Robert Dailey a écrit :
> Hi,
> 
> I'm trying to create a Python equivalent of the C++ "ifstream" class,
> with slight behavior changes.
> 
> Basically, I want to have a "filestream" object that will allow you to
> overload the '<<' and '>>' operators to stream out and stream in data,
> respectively. So far this is what I have:
> 
> class filestream:

class Filestream(object):

> 	def __init__( self, filename ):
> 		self.m_file = open( filename, "rwb" )

You don't need this C++ 'm_' prefix here - since the use of self is 
mandatory, it's already quite clear that it's an attribute.


> # 	def __del__( self ):
> # 		self.m_file.close()
> 
> 	def __lshift__( self, data ):
> 		self.m_file.write( data )
> 
> 	def __rshift__( self, data ):
> 		self.m_file.read( data )
> 
 >
> So far, I've found that unlike with the C++ version of fopen(), the
> Python 'open()' call does not create the file for you when opened
> using the mode 'w'. 

It does. But you're not using 'w', but 'rw'.

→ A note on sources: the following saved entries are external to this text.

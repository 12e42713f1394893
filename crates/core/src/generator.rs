//! Explanation generators backed by hosted language models.

use async_openai::{
    Client,
    config::OpenAIConfig,
    error::OpenAIError,
    types::{ChatCompletionRequestUserMessageArgs, CreateChatCompletionRequestArgs},
};
use async_trait::async_trait;
use backoff::ExponentialBackoffBuilder;
use serde_json::{Value, json};
use std::time::Duration;

pub const DEFAULT_GEMINI_BASE_URL: &str = "https://generativelanguage.googleapis.com/v1beta";
pub const GEMINI_OPENAI_COMPAT_BASE_URL: &str =
    "https://generativelanguage.googleapis.com/v1beta/openai";
pub const OPENAI_BASE_URL: &str = "https://api.openai.com/v1";

#[derive(Debug, Clone, PartialEq, Eq, thiserror::Error)]
pub enum GenerationError {
    /// The provider is rate limiting or out of quota.
    #[error("generation service exhausted its quota or rate limit")]
    ResourceExhausted,
    #[error("generation failed: {0}")]
    Other(String),
}

/// Produces natural-language text for a prompt.
#[cfg_attr(test, mockall::automock)]
#[async_trait]
pub trait ExplanationGenerator: Send + Sync {
    /// Single-shot generation; implementations do not retry.
    async fn generate(&self, prompt: &str) -> Result<String, GenerationError>;
}

fn mentions_exhaustion(message: &str) -> bool {
    let lowered = message.to_lowercase();
    ["resource_exhausted", "resource exhausted", "rate limit", "rate_limit", "quota"]
        .iter()
        .any(|marker| lowered.contains(marker))
}

/// Calls Gemini's native `generateContent` endpoint.
pub struct GeminiGenerator {
    client: reqwest::Client,
    base_url: String,
    api_key: String,
    model: String,
}

impl GeminiGenerator {
    pub fn new(api_key: String, model: String) -> Self {
        Self {
            client: reqwest::Client::new(),
            base_url: DEFAULT_GEMINI_BASE_URL.to_string(),
            api_key,
            model,
        }
    }

    pub fn with_base_url(mut self, base_url: impl Into<String>) -> Self {
        self.base_url = base_url.into();
        self
    }
}

/// Concatenates the text parts of the first candidate.
fn extract_gemini_text(body: &Value) -> Result<String, GenerationError> {
    let parts = body
        .get("candidates")
        .and_then(|c| c.as_array())
        .and_then(|c| c.first())
        .and_then(|c| c.get("content"))
        .and_then(|c| c.get("parts"))
        .and_then(|p| p.as_array())
        .ok_or_else(|| GenerationError::Other("No candidates in response".to_string()))?;

    let text: String = parts
        .iter()
        .filter_map(|part| part.get("text").and_then(|t| t.as_str()))
        .collect();

    if text.trim().is_empty() {
        return Err(GenerationError::Other("Empty completion".to_string()));
    }
    Ok(text)
}

#[async_trait]
impl ExplanationGenerator for GeminiGenerator {
    async fn generate(&self, prompt: &str) -> Result<String, GenerationError> {
        let url = format!(
            "{}/models/{}:generateContent",
            self.base_url.trim_end_matches('/'),
            self.model
        );
        let payload = json!({
            "contents": [{"role": "user", "parts": [{"text": prompt}]}]
        });

        let response = self
            .client
            .post(&url)
            .header("x-goog-api-key", &self.api_key)
            .json(&payload)
            .send()
            .await
            .map_err(|e| GenerationError::Other(e.to_string()))?;

        let status = response.status();
        if !status.is_success() {
            let text = response.text().await.unwrap_or_default();
            if status == reqwest::StatusCode::TOO_MANY_REQUESTS || mentions_exhaustion(&text) {
                return Err(GenerationError::ResourceExhausted);
            }
            return Err(GenerationError::Other(format!(
                "Gemini API error ({status}): {text}"
            )));
        }

        let body: Value = response
            .json()
            .await
            .map_err(|e| GenerationError::Other(e.to_string()))?;
        extract_gemini_text(&body)
    }
}

/// An implementation of `ExplanationGenerator` for any OpenAI-compatible API.
///
/// Each call makes exactly one upstream request; the client's built-in
/// backoff is disabled so throttling surfaces as `ResourceExhausted`.
pub struct OpenAICompatibleGenerator {
    client: Client<OpenAIConfig>,
    model: String,
}

impl OpenAICompatibleGenerator {
    /// Creates a generator for an OpenAI-compatible service.
    ///
    /// # Arguments
    ///
    /// * `config` - API key and base URL of the service.
    /// * `model` - The chat model to use (e.g., "gpt-4o-mini").
    pub fn new(config: OpenAIConfig, model: String) -> Self {
        let no_retry = ExponentialBackoffBuilder::new()
            .with_max_elapsed_time(Some(Duration::ZERO))
            .build();
        Self {
            client: Client::with_config(config).with_backoff(no_retry),
            model,
        }
    }
}

fn classify_openai_error(err: OpenAIError) -> GenerationError {
    let throttled = match &err {
        OpenAIError::ApiError(api) => {
            let code = api.code.as_ref().map(|c| c.to_string()).unwrap_or_default();
            let kind = api.r#type.clone().unwrap_or_default();
            mentions_exhaustion(&code) || mentions_exhaustion(&kind)
        }
        _ => false,
    };
    let message = err.to_string();
    if throttled || mentions_exhaustion(&message) {
        GenerationError::ResourceExhausted
    } else {
        GenerationError::Other(message)
    }
}

#[async_trait]
impl ExplanationGenerator for OpenAICompatibleGenerator {
    async fn generate(&self, prompt: &str) -> Result<String, GenerationError> {
        let request = CreateChatCompletionRequestArgs::default()
            .model(&self.model)
            .messages(vec![
                ChatCompletionRequestUserMessageArgs::default()
                    .content(prompt)
                    .build()
                    .map_err(classify_openai_error)?
                    .into(),
            ])
            .build()
            .map_err(classify_openai_error)?;

        let response = self
            .client
            .chat()
            .create(request)
            .await
            .map_err(classify_openai_error)?;

        response
            .choices
            .into_iter()
            .next()
            .and_then(|choice| choice.message.content)
            .filter(|content| !content.trim().is_empty())
            .ok_or_else(|| GenerationError::Other("No content in LLM response".to_string()))
    }
}

#[cfg(test)]
mod tests {
    use super::*;
    use std::sync::{
        Arc,
        atomic::{AtomicUsize, Ordering},
    };
    use tokio::{
        io::{AsyncReadExt, AsyncWriteExt},
        net::TcpListener,
    };

    #[test]
    fn test_mentions_exhaustion() {
        assert!(mentions_exhaustion("429 RESOURCE_EXHAUSTED"));
        assert!(mentions_exhaustion("Rate limit reached for requests"));
        assert!(mentions_exhaustion("You exceeded your current quota"));
        assert!(!mentions_exhaustion("invalid api key"));
    }

    #[test]
    fn test_extract_gemini_text_joins_parts() {
        let body = json!({
            "candidates": [{
                "content": {"role": "model", "parts": [{"text": "Four"}, {"text": "."}]}
            }]
        });
        assert_eq!(extract_gemini_text(&body).unwrap(), "Four.");
    }

    #[test]
    fn test_extract_gemini_text_rejects_missing_or_empty() {
        assert!(matches!(
            extract_gemini_text(&json!({"candidates": []})),
            Err(GenerationError::Other(_))
        ));
        let blank = json!({"candidates": [{"content": {"parts": [{"text": "  "}]}}]});
        assert!(matches!(
            extract_gemini_text(&blank),
            Err(GenerationError::Other(_))
        ));
    }

    #[test]
    fn test_openai_errors_are_classified() {
        let quota = OpenAIError::InvalidArgument("insufficient_quota".to_string());
        assert_eq!(classify_openai_error(quota), GenerationError::ResourceExhausted);

        let other = OpenAIError::InvalidArgument("model not found".to_string());
        assert!(matches!(
            classify_openai_error(other),
            GenerationError::Other(message) if message.contains("model not found")
        ));
    }

    /// Serves one canned HTTP response per connection and counts requests.
    async fn spawn_upstream(status: &'static str, body: &'static str) -> (String, Arc<AtomicUsize>) {
        let listener = TcpListener::bind("127.0.0.1:0").await.unwrap();
        let address = listener.local_addr().unwrap();
        let requests = Arc::new(AtomicUsize::new(0));
        let counter = requests.clone();

        tokio::spawn(async move {
            while let Ok((mut socket, _)) = listener.accept().await {
                let counter = counter.clone();
                tokio::spawn(async move {
                    let mut received = Vec::new();
                    let mut buf = [0u8; 4096];
                    loop {
                        let n = socket.read(&mut buf).await.unwrap_or(0);
                        if n == 0 {
                            return;
                        }
                        received.extend_from_slice(&buf[..n]);
                        let text = String::from_utf8_lossy(&received).to_string();
                        if let Some(end) = text.find("\r\n\r\n") {
                            let length = text[..end]
                                .lines()
                                .find_map(|line| {
                                    let (name, value) = line.split_once(':')?;
                                    name.eq_ignore_ascii_case("content-length")
                                        .then(|| value.trim().parse::<usize>().ok())
                                        .flatten()
                                })
                                .unwrap_or(0);
                            if received.len() >= end + 4 + length {
                                break;
                            }
                        }
                    }
                    counter.fetch_add(1, Ordering::SeqCst);
                    let response = format!(
                        "HTTP/1.1 {status}\r\ncontent-type: application/json\r\ncontent-length: {}\r\nconnection: close\r\n\r\n{body}",
                        body.len()
                    );
                    let _ = socket.write_all(response.as_bytes()).await;
                    let _ = socket.shutdown().await;
                });
            }
        });

        (format!("http://{address}"), requests)
    }

    fn openai_generator(base_url: &str) -> OpenAICompatibleGenerator {
        let config = OpenAIConfig::new()
            .with_api_key("test-key")
            .with_api_base(base_url);
        OpenAICompatibleGenerator::new(config, "gpt-4o-mini".to_string())
    }

    #[tokio::test]
    async fn test_openai_server_error_is_not_retried() {
        let (base_url, requests) = spawn_upstream(
            "500 Internal Server Error",
            r#"{"error":{"message":"upstream failure","type":"server_error","param":null,"code":null}}"#,
        )
        .await;

        let result = tokio::time::timeout(
            Duration::from_secs(5),
            openai_generator(&base_url).generate("What is 2+2?"),
        )
        .await
        .expect("generation should fail fast");

        assert!(matches!(result, Err(GenerationError::Other(_))));
        assert_eq!(requests.load(Ordering::SeqCst), 1);
    }

    #[tokio::test]
    async fn test_openai_rate_limit_is_exhaustion_after_one_request() {
        let (base_url, requests) = spawn_upstream(
            "429 Too Many Requests",
            r#"{"error":{"message":"Slow down","type":"requests","param":null,"code":"rate_limit_exceeded"}}"#,
        )
        .await;

        let result = tokio::time::timeout(
            Duration::from_secs(5),
            openai_generator(&base_url).generate("What is 2+2?"),
        )
        .await
        .expect("generation should fail fast");

        assert_eq!(result, Err(GenerationError::ResourceExhausted));
        assert_eq!(requests.load(Ordering::SeqCst), 1);
    }

    #[tokio::test]
    async fn test_gemini_rate_limit_is_exhaustion_after_one_request() {
        let (base_url, requests) = spawn_upstream(
            "429 Too Many Requests",
            r#"{"error":{"code":429,"status":"UNAVAILABLE"}}"#,
        )
        .await;

        let generator = GeminiGenerator::new("key".into(), "gemini-1.5-flash".into())
            .with_base_url(base_url);
        let result = generator.generate("What is 2+2?").await;

        assert_eq!(result, Err(GenerationError::ResourceExhausted));
        assert_eq!(requests.load(Ordering::SeqCst), 1);
    }

    #[tokio::test]
    async fn test_unreachable_gemini_is_other_failure() {
        let generator = GeminiGenerator::new("key".into(), "gemini-1.5-flash".into())
            .with_base_url("http://127.0.0.1:9");
        let err = generator.generate("What is 2+2?").await.unwrap_err();
        assert!(matches!(err, GenerationError::Other(_)));
    }
}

> I get an exception saying that the file doesn't
> exist.

Which is what happens when trying to open an inexistant file in read mode.

> I expected it would create the file for me. Is there a way to
> make open() create the file if it doesn't exist

yes : open it in write mode.

def __init__( self, filename ):
     try:
         self._file = open( filename, "rwb" )
     except IOError:
         # looks like filename doesn't exist
         f = open(filename, 'w')
         f.close()
         self._file = open( filename, "rwb" )


Or you can first test with os.path.exists:

def __init__( self, filename ):
     if not os.path.exists(filename):
         # looks like filename doesn't exist
         f = open(filename, 'w')
         f.close()
     self._file = open( filename, "rwb" )

HTH